If ejection fractions increase,
that is an increase in inotropy.
If ejection fractions decrease,
it is an index of a decrease in inotropy.
So, let's think about what causes a
muscle contraction in a cardiac myocyte.
In this case,
we have the release of norepinephrine
from sympathetic nerve terminals.
It will bind to beta-1 adrenergic receptors,
which increase cAMP.
cAMP will do two things for us.
The first is,
it allows for calcium to enter
via L-type calcium channels.
This calcium that enters also opens up calcium channels
that are on the sarcoplasmic reticulum.
And this will release even more calcium.
So, this brings up an interesting concept,
and that is
cardiac myocytes use calcium-induced calcium release.
The calcium induced is the calcium going
from outside the cell inside the cell,
and then the calcium release is from the
sarcoplasmic reticulum into the cytosol.
Calcium induce, calcium release.
The other thing that cAMP does
is it phosphorylates a special protein
Phospholamban will help facilitate the calcium ATPase
or the calcium pump
to pump more calcium
back into the SR or sarcoplasmic reticulum.
That allows for the next
contraction to be even greater.
So, we have multiple processes
engaged by the sympathetic nervous system
to cause this effect to happen.
The big point to remember here
is the amount of calcium in
the cytosol is very important.
The more calcium you have in the cytosol,
the greater the strength of contraction
or the more inotropy.
The less calcium you have,
the lower the inotropy.
So, strength of contraction is always variable
on the amount of calcium you have present.
The more calcium,
the greater the contraction.
the less contraction.
That's why sympathetic
stimulation releases calcium.
To get an increased strength of contraction.
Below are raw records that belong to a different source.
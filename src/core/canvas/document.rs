//! JSON Canvas document types and serialization

use std::collections::HashSet;
use serde::{Deserialize, Serialize};
use sha2::{Digest, Sha256};

use crate::core::model::ElementKind;
use crate::error::{CanvasError, Result};
use super::flow::StepKind;

/// The six preset canvas colors
#[derive(Debug, Clone, Copy, PartialEq, Eq, Hash, Serialize, Deserialize)]
pub enum CanvasColor {
    #[serde(rename = "1")]
    Red,
    #[serde(rename = "2")]
    Orange,
    #[serde(rename = "3")]
    Yellow,
    #[serde(rename = "4")]
    Green,
    #[serde(rename = "5")]
    Cyan,
    #[serde(rename = "6")]
    Purple,
}

#[derive(Debug, Clone, Copy, PartialEq, Eq, Hash, Serialize, Deserialize)]
#[serde(rename_all = "lowercase")]
pub enum Side {
    Top,
    Right,
    Bottom,
    Left,
}

/// Kind → color mapping shared by the structural and flow canvases
#[derive(Debug, Clone, PartialEq, Eq, Serialize, Deserialize)]
#[serde(default)]
pub struct Palette {
    pub module: CanvasColor,
    pub class: CanvasColor,
    pub function: CanvasColor,
    pub method: CanvasColor,
    pub component: CanvasColor,
    pub variable: CanvasColor,
    /// The external calls sink
    pub external: CanvasColor,
    pub start: CanvasColor,
    pub process: CanvasColor,
    pub decision: CanvasColor,
    pub data: CanvasColor,
    pub end: CanvasColor,
    pub error: CanvasColor,
}

impl Default for Palette {
    fn default() -> Self {
        Self {
            module: CanvasColor::Orange,
            class: CanvasColor::Purple,
            function: CanvasColor::Cyan,
            method: CanvasColor::Cyan,
            component: CanvasColor::Cyan,
            variable: CanvasColor::Green,
            external: CanvasColor::Orange,
            start: CanvasColor::Green,
            process: CanvasColor::Cyan,
            decision: CanvasColor::Yellow,
            data: CanvasColor::Purple,
            end: CanvasColor::Green,
            error: CanvasColor::Red,
        }
    }
}

impl Palette {
    pub fn for_kind(&self, kind: ElementKind) -> CanvasColor {
        match kind {
            ElementKind::Module => self.module,
            ElementKind::Class => self.class,
            ElementKind::Function => self.function,
            ElementKind::Method => self.method,
            ElementKind::Component => self.component,
            ElementKind::Variable => self.variable,
        }
    }

    pub fn for_step(&self, kind: StepKind) -> CanvasColor {
        match kind {
            StepKind::Start => self.start,
            StepKind::Process => self.process,
            StepKind::Decision => self.decision,
            StepKind::Data => self.data,
            StepKind::End => self.end,
            StepKind::Error => self.error,
        }
    }
}

#[derive(Debug, Clone, PartialEq, Serialize, Deserialize)]
pub struct CanvasNode {
    pub id: String,
    #[serde(rename = "type")]
    pub node_type: String,
    pub x: i64,
    pub y: i64,
    pub width: i64,
    pub height: i64,
    pub color: CanvasColor,
    pub text: String,
}

impl CanvasNode {
    pub fn text(id: impl Into<String>, x: i64, y: i64, size: (i64, i64), color: CanvasColor, text: impl Into<String>) -> Self {
        Self {
            id: id.into(),
            node_type: "text".to_string(),
            x,
            y,
            width: size.0,
            height: size.1,
            color,
            text: text.into(),
        }
    }

    pub fn right(&self) -> i64 {
        self.x + self.width
    }

    #[cfg(test)]
    pub fn bottom(&self) -> i64 {
        self.y + self.height
    }

    fn center(&self) -> (i64, i64) {
        (self.x + self.width / 2, self.y + self.height / 2)
    }

    /// Whether the two bounding boxes share any area
    #[cfg(test)]
    pub fn overlaps(&self, other: &CanvasNode) -> bool {
        self.x < other.right() && other.x < self.right() && self.y < other.bottom() && other.y < self.bottom()
    }
}

#[derive(Debug, Clone, PartialEq, Serialize, Deserialize)]
#[serde(rename_all = "camelCase")]
pub struct CanvasEdge {
    pub id: String,
    pub from_node: String,
    pub from_side: Side,
    pub to_node: String,
    pub to_side: Side,
    pub color: CanvasColor,
    #[serde(default, skip_serializing_if = "Option::is_none")]
    pub label: Option<String>,
}

/// Sides for an edge between two nodes: vertical when the vertical distance dominates
pub fn edge_sides(from: &CanvasNode, to: &CanvasNode) -> (Side, Side) {
    if from.id == to.id {
        return (Side::Right, Side::Top);
    }

    let (fx, fy) = from.center();
    let (tx, ty) = to.center();
    let (dx, dy) = (tx - fx, ty - fy);

    if dy.abs() >= dx.abs() {
        if dy >= 0 {
            (Side::Bottom, Side::Top)
        } else {
            (Side::Top, Side::Bottom)
        }
    } else if dx > 0 {
        (Side::Right, Side::Left)
    } else {
        (Side::Left, Side::Right)
    }
}

/// First 16 hex chars of SHA-256
pub fn short_hash(text: &str) -> String {
    let mut hasher = Sha256::new();
    hasher.update(text.as_bytes());
    let digest = format!("{:x}", hasher.finalize());
    digest[..16].to_string()
}

#[derive(Debug, Clone, Default, PartialEq, Serialize, Deserialize)]
pub struct CanvasDocument {
    pub nodes: Vec<CanvasNode>,
    pub edges: Vec<CanvasEdge>,
}

impl CanvasDocument {
    pub fn new() -> Self {
        Self::default()
    }

    /// Add a node; a repeated id is a layout error
    pub fn add_node(&mut self, node: CanvasNode) -> Result<()> {
        if self.node(&node.id).is_some() {
            return Err(CanvasError::Layout(format!("duplicate node id {}", node.id)));
        }
        self.nodes.push(node);
        Ok(())
    }

    /// Connect two existing nodes, choosing sides from their positions
    pub fn connect(&mut self, from: &str, to: &str, color: CanvasColor, label: Option<String>) -> Result<()> {
        let sides = match (self.node(from), self.node(to)) {
            (Some(f), Some(t)) => edge_sides(f, t),
            _ => {
                return Err(CanvasError::Layout(format!("edge {} -> {} references a missing node", from, to)));
            }
        };
        self.connect_sides(from, to, sides, color, label)
    }

    /// Connect two existing nodes through the given sides
    pub fn connect_sides(
        &mut self,
        from: &str,
        to: &str,
        (from_side, to_side): (Side, Side),
        color: CanvasColor,
        label: Option<String>,
    ) -> Result<()> {
        if self.node(from).is_none() || self.node(to).is_none() {
            return Err(CanvasError::Layout(format!("edge {} -> {} references a missing node", from, to)));
        }

        let id = format!("e_{}", short_hash(&format!("{}->{}#{}", from, to, label.as_deref().unwrap_or(""))));
        if self.edges.iter().any(|e| e.id == id) {
            return Err(CanvasError::Layout(format!("duplicate edge {} -> {}", from, to)));
        }

        self.edges.push(CanvasEdge {
            id,
            from_node: from.to_string(),
            from_side,
            to_node: to.to_string(),
            to_side,
            color,
            label,
        });
        Ok(())
    }

    pub fn node(&self, id: &str) -> Option<&CanvasNode> {
        self.nodes.iter().find(|n| n.id == id)
    }

    /// Check unique ids and that every edge endpoint exists
    pub fn validate(&self) -> Result<()> {
        let mut ids = HashSet::new();
        for node in &self.nodes {
            if !ids.insert(node.id.as_str()) {
                return Err(CanvasError::Layout(format!("duplicate node id {}", node.id)));
            }
            if node.width <= 0 || node.height <= 0 {
                return Err(CanvasError::Layout(format!("node {} has a non-positive size", node.id)));
            }
        }

        let mut edge_ids = HashSet::new();
        for edge in &self.edges {
            if !edge_ids.insert(edge.id.as_str()) {
                return Err(CanvasError::Layout(format!("duplicate edge id {}", edge.id)));
            }
            for endpoint in [&edge.from_node, &edge.to_node] {
                if !ids.contains(endpoint.as_str()) {
                    return Err(CanvasError::Layout(format!(
                        "edge {} references missing node {}",
                        edge.id, endpoint
                    )));
                }
            }
        }
        Ok(())
    }

    /// Rightmost extent of all nodes, or 0 for an empty document
    pub fn max_x(&self) -> i64 {
        self.nodes.iter().map(CanvasNode::right).max().unwrap_or(0)
    }

    pub fn min_x(&self) -> i64 {
        self.nodes.iter().map(|n| n.x).min().unwrap_or(0)
    }

    /// Place several documents side by side, left to right, prefixing ids with `f<index>_`
    pub fn merge_horizontal(documents: Vec<CanvasDocument>, gutter: i64) -> CanvasDocument {
        let mut merged = CanvasDocument::new();
        let mut offset = 0;

        for (index, document) in documents.into_iter().enumerate() {
            if document.nodes.is_empty() {
                continue;
            }
            let shift = offset - document.min_x();
            let prefix = format!("f{}_", index);

            for mut node in document.nodes {
                node.id = format!("{}{}", prefix, node.id);
                node.x += shift;
                offset = offset.max(node.right() + gutter);
                merged.nodes.push(node);
            }
            for mut edge in document.edges {
                edge.id = format!("{}{}", prefix, edge.id);
                edge.from_node = format!("{}{}", prefix, edge.from_node);
                edge.to_node = format!("{}{}", prefix, edge.to_node);
                merged.edges.push(edge);
            }
        }

        merged
    }

    /// Serialize with tab indentation, or on one line when `compact`
    pub fn to_json(&self, compact: bool) -> Result<String> {
        if compact {
            return Ok(serde_json::to_string(self)?);
        }

        let mut buffer = Vec::new();
        let formatter = serde_json::ser::PrettyFormatter::with_indent(b"\t");
        let mut serializer = serde_json::Serializer::with_formatter(&mut buffer, formatter);
        self.serialize(&mut serializer)?;
        String::from_utf8(buffer).map_err(|e| CanvasError::Layout(e.to_string()))
    }

    #[cfg(test)]
    pub fn from_json(json: &str) -> Result<Self> {
        Ok(serde_json::from_str(json)?)
    }
}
So, now, let's look at inotropy on everybody's
favorite pressure-volume loops.
If we put our parameters out
for our maximal and minimal,
we put in our normal pressure-volume loop
where we get ventricular filling,
ejection and isovolumic relaxation.
Here, let's first take an increase in inotropy.
An increased inotropy is
an increased strength of contraction.
You notice this is the first time
that we've altered a pressure-volume curve,
in which we’ve altered that maximal value.
We’ve moved it upwards
and a little bit to the left.
This upward shift
allows us to use a new maximum curve to work on.
The end result is that
you will have a lower end-systolic volume
and a greater stroke volume.
If you have a decrease in inotropy,
that is a lower strength of contraction,
you’ll see that that line will
shift downwards and to the right.
That means that per stroke,
you won't get as much
stroke volume per stroke.
Interestingly, when you're measuring this,
it looks like the end-systolic volume is elevated,
but this is simply an artifact
of not pushing out as much blood per stroke.